Stored items:
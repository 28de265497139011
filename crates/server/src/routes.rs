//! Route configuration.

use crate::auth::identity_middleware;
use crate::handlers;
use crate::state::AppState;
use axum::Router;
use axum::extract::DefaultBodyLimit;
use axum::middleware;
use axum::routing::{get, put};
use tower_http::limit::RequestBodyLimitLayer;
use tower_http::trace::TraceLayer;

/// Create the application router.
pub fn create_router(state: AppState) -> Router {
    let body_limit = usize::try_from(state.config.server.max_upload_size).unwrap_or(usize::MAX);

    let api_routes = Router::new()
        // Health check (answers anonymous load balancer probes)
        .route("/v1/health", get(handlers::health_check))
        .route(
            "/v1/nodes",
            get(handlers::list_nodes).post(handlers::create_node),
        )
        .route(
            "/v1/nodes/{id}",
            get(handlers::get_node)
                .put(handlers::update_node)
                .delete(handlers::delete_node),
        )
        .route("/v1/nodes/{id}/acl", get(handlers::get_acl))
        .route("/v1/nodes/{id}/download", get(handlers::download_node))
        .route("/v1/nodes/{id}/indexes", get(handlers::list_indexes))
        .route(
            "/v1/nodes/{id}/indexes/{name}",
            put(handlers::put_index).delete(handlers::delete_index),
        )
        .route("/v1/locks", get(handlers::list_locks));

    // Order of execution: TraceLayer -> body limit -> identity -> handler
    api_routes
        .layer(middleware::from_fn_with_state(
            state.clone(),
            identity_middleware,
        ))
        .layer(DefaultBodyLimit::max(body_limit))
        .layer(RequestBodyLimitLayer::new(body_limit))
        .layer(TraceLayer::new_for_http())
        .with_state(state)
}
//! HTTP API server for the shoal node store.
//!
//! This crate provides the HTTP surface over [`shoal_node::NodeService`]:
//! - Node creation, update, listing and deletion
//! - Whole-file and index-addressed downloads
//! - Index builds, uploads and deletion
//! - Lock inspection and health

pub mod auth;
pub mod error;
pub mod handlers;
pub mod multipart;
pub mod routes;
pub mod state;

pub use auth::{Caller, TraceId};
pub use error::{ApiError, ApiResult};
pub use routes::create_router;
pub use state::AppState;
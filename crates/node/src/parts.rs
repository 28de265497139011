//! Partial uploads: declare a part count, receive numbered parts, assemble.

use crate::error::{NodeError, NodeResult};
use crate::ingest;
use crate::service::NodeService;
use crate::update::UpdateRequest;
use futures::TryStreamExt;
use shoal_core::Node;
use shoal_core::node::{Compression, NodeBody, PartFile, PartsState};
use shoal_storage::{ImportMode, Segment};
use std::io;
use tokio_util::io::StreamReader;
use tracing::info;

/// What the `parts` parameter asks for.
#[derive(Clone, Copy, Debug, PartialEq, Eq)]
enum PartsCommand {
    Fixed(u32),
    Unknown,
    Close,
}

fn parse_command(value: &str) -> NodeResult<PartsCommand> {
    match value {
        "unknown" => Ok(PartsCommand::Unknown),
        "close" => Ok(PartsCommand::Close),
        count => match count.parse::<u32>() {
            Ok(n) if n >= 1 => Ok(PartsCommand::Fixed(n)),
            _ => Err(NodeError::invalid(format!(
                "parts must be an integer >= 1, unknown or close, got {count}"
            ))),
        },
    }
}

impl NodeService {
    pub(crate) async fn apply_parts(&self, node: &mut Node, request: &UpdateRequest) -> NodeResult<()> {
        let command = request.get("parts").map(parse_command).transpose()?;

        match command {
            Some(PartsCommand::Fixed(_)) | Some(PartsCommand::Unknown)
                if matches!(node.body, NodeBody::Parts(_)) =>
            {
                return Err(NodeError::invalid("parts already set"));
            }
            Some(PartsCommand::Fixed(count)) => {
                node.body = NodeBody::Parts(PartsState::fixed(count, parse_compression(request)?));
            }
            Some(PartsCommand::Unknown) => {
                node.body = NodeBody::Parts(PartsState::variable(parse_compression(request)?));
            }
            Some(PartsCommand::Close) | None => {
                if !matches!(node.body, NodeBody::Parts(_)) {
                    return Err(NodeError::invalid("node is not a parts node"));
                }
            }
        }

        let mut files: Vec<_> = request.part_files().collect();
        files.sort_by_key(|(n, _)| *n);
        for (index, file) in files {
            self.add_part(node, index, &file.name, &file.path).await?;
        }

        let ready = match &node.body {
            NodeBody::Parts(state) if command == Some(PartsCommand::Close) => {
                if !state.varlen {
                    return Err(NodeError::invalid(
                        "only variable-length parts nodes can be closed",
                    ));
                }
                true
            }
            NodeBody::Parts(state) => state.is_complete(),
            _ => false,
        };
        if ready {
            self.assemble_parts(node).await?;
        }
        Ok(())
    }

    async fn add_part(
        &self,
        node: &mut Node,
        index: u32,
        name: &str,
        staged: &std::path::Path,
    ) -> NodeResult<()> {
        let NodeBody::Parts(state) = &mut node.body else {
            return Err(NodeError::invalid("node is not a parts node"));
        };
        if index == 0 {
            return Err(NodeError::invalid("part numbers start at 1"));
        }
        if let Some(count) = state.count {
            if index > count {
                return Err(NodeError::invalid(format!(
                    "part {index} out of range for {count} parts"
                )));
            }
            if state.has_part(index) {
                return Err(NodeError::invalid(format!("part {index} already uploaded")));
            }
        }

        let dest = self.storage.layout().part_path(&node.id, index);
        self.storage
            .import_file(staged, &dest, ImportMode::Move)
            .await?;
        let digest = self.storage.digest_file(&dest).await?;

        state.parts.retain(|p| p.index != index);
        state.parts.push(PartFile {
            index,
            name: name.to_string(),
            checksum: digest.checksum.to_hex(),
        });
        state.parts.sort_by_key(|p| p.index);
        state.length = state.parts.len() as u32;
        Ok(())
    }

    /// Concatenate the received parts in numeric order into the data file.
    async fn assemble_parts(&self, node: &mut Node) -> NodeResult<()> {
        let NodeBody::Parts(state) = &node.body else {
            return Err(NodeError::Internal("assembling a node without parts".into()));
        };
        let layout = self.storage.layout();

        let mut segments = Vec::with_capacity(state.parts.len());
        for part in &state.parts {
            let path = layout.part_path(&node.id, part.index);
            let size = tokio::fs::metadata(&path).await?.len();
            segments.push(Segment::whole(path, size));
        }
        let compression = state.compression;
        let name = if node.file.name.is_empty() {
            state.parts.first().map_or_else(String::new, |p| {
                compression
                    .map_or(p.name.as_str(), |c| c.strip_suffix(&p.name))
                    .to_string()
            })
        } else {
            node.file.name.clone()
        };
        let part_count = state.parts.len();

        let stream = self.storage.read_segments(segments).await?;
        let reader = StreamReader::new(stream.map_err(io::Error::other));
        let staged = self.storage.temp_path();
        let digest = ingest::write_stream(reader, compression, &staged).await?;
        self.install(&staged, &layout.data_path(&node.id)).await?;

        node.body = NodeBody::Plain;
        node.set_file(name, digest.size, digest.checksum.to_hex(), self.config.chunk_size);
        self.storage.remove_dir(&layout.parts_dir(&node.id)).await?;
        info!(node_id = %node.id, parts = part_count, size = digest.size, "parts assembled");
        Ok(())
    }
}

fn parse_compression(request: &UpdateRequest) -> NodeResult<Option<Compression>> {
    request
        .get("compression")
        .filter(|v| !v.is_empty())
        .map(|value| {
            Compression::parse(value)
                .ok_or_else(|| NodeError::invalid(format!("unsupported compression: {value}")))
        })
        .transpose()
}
* * *
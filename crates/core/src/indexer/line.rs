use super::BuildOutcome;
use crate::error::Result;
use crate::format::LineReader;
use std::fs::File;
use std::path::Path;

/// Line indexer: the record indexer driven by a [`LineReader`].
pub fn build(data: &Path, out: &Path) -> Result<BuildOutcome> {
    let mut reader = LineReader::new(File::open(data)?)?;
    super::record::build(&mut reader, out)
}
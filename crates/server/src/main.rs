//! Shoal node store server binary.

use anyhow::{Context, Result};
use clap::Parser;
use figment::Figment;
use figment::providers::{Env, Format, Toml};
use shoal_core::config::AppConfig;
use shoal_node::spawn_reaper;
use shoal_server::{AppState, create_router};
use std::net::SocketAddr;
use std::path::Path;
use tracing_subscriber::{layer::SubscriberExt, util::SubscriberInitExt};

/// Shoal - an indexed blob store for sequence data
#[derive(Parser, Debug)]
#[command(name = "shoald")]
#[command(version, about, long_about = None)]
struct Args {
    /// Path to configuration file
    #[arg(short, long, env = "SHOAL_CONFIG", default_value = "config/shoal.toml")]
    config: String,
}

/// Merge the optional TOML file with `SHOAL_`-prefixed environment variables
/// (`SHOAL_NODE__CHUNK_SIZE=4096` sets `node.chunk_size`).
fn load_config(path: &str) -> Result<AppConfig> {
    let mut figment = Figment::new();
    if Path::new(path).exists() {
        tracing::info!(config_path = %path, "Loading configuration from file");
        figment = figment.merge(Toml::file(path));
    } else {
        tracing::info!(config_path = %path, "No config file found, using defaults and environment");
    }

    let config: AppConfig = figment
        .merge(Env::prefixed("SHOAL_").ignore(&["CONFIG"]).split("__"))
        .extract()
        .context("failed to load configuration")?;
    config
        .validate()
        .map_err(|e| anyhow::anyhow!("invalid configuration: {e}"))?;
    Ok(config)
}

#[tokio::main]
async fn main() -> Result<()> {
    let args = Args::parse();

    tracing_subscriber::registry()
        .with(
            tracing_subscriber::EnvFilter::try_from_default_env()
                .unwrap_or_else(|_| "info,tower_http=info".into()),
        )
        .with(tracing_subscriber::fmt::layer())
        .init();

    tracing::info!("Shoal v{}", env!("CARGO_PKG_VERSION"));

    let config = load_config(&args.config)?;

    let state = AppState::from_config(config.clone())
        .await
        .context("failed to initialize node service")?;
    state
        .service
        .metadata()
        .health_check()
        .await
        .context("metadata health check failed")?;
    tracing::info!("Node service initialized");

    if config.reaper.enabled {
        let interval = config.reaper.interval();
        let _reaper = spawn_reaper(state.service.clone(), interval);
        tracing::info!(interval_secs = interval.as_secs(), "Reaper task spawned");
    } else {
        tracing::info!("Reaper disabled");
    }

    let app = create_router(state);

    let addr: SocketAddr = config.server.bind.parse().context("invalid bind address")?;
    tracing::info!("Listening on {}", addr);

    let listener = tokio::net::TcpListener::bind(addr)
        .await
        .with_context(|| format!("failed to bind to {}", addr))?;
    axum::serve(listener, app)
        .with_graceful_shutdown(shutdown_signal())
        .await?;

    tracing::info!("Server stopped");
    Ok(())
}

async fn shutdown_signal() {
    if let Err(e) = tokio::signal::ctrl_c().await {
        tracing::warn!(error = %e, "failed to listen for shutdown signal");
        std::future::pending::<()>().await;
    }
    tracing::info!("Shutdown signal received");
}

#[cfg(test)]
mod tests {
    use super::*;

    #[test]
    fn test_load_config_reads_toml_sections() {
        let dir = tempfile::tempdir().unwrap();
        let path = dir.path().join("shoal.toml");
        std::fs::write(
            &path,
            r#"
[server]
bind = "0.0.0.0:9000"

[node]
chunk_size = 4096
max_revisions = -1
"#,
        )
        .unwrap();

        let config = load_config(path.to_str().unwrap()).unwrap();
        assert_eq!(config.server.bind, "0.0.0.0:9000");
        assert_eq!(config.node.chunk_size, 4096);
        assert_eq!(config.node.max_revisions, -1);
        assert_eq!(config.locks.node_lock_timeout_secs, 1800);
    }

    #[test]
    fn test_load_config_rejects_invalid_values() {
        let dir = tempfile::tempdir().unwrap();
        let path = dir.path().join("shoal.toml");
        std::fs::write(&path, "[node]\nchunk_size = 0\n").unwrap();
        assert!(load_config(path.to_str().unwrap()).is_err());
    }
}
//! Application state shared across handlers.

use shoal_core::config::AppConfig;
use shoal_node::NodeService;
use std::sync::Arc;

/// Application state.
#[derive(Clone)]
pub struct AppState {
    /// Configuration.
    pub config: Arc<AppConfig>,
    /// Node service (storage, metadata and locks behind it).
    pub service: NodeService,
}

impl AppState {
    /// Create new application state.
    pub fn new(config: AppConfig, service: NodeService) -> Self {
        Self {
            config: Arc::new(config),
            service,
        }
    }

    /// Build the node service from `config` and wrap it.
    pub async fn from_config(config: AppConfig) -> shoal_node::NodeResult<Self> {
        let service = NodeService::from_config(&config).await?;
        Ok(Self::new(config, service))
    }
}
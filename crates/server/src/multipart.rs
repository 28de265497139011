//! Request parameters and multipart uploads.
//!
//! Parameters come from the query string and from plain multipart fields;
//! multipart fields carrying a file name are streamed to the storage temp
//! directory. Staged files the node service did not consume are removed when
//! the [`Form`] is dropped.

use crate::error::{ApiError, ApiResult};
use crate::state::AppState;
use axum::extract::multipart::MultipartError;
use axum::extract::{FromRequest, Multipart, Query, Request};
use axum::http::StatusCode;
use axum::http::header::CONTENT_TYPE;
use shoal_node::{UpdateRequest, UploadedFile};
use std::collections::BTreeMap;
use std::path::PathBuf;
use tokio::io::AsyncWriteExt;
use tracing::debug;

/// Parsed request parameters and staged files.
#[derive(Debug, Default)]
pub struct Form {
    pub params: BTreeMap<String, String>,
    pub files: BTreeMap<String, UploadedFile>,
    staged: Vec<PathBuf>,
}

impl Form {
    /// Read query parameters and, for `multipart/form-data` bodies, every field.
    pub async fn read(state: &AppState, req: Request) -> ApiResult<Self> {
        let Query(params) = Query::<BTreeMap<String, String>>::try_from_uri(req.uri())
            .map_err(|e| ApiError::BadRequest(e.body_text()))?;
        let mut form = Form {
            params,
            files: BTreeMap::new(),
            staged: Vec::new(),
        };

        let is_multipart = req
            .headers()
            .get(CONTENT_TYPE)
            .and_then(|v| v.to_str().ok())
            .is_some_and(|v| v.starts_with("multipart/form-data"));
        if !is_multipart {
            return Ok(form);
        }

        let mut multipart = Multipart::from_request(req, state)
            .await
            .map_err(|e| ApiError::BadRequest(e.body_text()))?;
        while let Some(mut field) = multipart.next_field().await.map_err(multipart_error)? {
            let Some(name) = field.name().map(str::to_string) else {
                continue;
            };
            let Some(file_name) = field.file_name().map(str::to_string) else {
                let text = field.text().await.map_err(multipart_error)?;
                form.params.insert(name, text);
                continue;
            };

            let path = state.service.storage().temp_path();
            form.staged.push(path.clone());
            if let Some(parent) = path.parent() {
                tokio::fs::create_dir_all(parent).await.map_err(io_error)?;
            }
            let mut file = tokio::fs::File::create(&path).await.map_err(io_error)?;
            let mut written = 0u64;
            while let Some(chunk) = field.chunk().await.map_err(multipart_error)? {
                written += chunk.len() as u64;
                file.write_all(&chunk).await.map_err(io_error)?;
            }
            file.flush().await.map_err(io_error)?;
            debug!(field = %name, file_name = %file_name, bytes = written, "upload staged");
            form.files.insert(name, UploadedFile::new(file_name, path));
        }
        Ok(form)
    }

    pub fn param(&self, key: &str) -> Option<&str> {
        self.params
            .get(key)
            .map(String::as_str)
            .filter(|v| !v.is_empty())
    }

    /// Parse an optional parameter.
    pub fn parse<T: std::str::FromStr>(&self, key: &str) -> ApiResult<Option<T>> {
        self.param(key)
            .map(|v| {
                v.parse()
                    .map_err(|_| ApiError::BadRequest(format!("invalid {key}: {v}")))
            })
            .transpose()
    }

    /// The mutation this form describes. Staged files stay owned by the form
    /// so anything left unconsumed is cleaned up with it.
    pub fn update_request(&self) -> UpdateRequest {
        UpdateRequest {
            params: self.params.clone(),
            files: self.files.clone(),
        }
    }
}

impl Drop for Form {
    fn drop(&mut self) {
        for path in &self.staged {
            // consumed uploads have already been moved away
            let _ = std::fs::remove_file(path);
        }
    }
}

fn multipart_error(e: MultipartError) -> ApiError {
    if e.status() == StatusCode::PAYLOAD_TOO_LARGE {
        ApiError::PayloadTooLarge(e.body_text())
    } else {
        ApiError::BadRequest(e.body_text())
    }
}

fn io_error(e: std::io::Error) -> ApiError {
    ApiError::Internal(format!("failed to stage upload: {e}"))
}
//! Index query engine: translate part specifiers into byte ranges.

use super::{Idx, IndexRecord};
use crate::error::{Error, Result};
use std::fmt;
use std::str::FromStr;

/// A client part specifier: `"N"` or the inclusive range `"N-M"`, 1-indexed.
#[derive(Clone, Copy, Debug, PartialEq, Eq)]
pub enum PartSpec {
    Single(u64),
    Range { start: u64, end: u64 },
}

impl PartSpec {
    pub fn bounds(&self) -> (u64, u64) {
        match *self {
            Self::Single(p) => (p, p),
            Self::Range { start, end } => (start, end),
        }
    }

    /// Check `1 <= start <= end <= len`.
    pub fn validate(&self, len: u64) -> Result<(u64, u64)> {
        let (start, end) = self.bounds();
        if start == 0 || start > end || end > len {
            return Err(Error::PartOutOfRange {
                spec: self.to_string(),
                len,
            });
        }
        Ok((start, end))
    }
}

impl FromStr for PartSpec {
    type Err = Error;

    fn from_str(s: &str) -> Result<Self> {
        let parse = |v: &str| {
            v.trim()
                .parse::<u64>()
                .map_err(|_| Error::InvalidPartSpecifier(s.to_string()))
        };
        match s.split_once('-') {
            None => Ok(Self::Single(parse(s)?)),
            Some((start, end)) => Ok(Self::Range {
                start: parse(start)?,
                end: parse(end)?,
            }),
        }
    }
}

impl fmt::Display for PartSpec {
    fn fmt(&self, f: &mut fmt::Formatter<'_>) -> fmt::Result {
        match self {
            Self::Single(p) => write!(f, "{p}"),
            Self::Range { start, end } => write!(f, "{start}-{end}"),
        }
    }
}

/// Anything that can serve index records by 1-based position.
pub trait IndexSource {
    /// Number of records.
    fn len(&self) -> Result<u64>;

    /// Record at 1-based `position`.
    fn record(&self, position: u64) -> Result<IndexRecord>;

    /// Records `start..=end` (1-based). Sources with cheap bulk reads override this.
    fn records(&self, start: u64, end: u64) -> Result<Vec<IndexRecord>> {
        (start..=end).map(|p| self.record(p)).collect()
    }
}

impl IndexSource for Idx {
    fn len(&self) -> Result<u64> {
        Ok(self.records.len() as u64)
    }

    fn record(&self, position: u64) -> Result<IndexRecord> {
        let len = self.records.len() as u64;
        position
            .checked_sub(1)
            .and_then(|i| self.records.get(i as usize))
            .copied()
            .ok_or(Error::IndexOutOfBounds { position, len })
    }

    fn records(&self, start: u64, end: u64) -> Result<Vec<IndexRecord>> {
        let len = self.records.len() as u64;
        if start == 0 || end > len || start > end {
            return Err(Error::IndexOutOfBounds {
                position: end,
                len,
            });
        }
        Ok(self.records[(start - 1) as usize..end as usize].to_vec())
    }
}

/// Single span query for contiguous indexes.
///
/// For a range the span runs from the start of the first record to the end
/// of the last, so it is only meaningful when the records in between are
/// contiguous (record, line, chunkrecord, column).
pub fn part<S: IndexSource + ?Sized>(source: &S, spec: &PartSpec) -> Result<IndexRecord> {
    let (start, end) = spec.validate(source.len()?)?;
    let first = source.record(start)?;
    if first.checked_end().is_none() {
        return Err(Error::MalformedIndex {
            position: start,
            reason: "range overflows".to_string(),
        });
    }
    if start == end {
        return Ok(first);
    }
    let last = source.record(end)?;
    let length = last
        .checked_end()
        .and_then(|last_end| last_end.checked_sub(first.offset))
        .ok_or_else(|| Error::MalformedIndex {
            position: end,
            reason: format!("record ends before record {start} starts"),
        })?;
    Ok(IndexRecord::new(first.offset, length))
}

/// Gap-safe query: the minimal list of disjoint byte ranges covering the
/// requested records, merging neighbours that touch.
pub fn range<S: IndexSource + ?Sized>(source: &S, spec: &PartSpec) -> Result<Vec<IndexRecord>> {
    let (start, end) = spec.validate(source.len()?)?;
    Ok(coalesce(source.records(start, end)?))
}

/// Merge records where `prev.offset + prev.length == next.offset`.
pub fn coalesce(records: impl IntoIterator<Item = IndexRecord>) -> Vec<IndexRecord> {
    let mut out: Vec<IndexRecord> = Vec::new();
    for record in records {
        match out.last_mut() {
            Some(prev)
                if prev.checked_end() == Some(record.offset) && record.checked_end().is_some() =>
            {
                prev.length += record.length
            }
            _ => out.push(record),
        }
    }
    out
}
...
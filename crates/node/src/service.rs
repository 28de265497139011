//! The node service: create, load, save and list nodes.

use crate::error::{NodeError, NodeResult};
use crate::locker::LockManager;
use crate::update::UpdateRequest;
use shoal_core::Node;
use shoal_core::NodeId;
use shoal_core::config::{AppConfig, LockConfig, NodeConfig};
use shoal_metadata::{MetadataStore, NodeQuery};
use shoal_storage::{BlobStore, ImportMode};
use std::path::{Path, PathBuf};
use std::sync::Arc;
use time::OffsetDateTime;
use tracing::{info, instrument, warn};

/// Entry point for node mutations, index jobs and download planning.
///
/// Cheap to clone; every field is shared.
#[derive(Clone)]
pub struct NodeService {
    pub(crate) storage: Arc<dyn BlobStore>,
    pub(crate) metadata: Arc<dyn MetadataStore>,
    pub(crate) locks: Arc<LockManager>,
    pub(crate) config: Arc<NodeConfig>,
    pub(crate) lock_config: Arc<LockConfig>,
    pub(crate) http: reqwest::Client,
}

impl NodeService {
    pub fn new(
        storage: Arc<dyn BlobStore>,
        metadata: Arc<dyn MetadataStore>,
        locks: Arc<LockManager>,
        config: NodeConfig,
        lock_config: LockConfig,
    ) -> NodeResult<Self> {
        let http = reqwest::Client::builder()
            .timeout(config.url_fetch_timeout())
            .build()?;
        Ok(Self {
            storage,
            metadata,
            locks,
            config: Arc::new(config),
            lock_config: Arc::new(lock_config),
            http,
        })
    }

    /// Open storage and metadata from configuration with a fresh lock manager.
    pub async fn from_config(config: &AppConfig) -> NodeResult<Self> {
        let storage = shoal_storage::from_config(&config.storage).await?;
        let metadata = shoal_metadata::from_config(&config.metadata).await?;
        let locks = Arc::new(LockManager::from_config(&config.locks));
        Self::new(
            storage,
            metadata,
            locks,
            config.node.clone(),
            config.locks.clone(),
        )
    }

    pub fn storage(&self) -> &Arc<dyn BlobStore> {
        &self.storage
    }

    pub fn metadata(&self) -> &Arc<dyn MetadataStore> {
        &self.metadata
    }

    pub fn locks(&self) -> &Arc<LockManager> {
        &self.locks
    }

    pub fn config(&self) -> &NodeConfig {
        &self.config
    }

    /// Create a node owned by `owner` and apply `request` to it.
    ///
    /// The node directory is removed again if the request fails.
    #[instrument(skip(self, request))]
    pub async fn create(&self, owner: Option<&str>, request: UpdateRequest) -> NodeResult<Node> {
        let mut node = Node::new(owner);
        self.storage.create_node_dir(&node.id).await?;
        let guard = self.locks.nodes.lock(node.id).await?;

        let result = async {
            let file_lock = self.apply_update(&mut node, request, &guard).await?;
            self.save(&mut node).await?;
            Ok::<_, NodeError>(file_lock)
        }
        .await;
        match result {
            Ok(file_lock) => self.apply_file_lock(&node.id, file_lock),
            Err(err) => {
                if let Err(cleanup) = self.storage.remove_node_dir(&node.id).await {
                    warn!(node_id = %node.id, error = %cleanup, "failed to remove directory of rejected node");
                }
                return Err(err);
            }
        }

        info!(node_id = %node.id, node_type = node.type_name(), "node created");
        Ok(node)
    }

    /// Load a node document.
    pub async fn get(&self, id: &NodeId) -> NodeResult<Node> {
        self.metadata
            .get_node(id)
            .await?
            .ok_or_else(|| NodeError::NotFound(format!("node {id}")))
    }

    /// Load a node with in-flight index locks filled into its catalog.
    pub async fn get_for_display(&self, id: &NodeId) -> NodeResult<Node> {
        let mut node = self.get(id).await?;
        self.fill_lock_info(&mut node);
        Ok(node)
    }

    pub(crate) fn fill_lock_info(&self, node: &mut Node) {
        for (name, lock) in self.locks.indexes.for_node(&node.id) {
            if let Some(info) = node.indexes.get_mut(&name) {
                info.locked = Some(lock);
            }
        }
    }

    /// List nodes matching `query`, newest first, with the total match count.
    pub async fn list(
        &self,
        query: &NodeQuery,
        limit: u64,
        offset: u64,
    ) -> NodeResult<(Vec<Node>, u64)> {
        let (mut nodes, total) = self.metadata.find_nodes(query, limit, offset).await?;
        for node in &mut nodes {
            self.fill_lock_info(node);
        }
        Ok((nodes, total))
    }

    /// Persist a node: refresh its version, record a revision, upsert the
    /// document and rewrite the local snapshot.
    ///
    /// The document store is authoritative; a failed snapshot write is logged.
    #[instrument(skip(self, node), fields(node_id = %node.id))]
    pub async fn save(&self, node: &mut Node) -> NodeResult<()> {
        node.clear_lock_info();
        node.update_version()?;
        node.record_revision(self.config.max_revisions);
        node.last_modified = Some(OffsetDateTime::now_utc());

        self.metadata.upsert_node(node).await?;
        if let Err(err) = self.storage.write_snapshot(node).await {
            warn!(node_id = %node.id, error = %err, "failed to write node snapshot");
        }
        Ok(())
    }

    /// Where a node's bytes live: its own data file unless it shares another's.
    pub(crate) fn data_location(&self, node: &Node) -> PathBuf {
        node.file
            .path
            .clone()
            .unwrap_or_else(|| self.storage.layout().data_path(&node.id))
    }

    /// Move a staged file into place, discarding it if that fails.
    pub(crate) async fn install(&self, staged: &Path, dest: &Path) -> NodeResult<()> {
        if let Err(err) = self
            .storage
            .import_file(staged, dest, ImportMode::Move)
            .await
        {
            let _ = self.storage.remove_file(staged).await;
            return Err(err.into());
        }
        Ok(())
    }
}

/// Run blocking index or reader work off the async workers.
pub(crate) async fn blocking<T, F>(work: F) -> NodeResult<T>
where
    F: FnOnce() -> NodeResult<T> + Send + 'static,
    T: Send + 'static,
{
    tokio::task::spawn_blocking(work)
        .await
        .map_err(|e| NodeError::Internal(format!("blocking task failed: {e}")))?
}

* [Exercise description]: Provide only the count of lines in the data above that include the string "written".

* [Exercise answer]: 3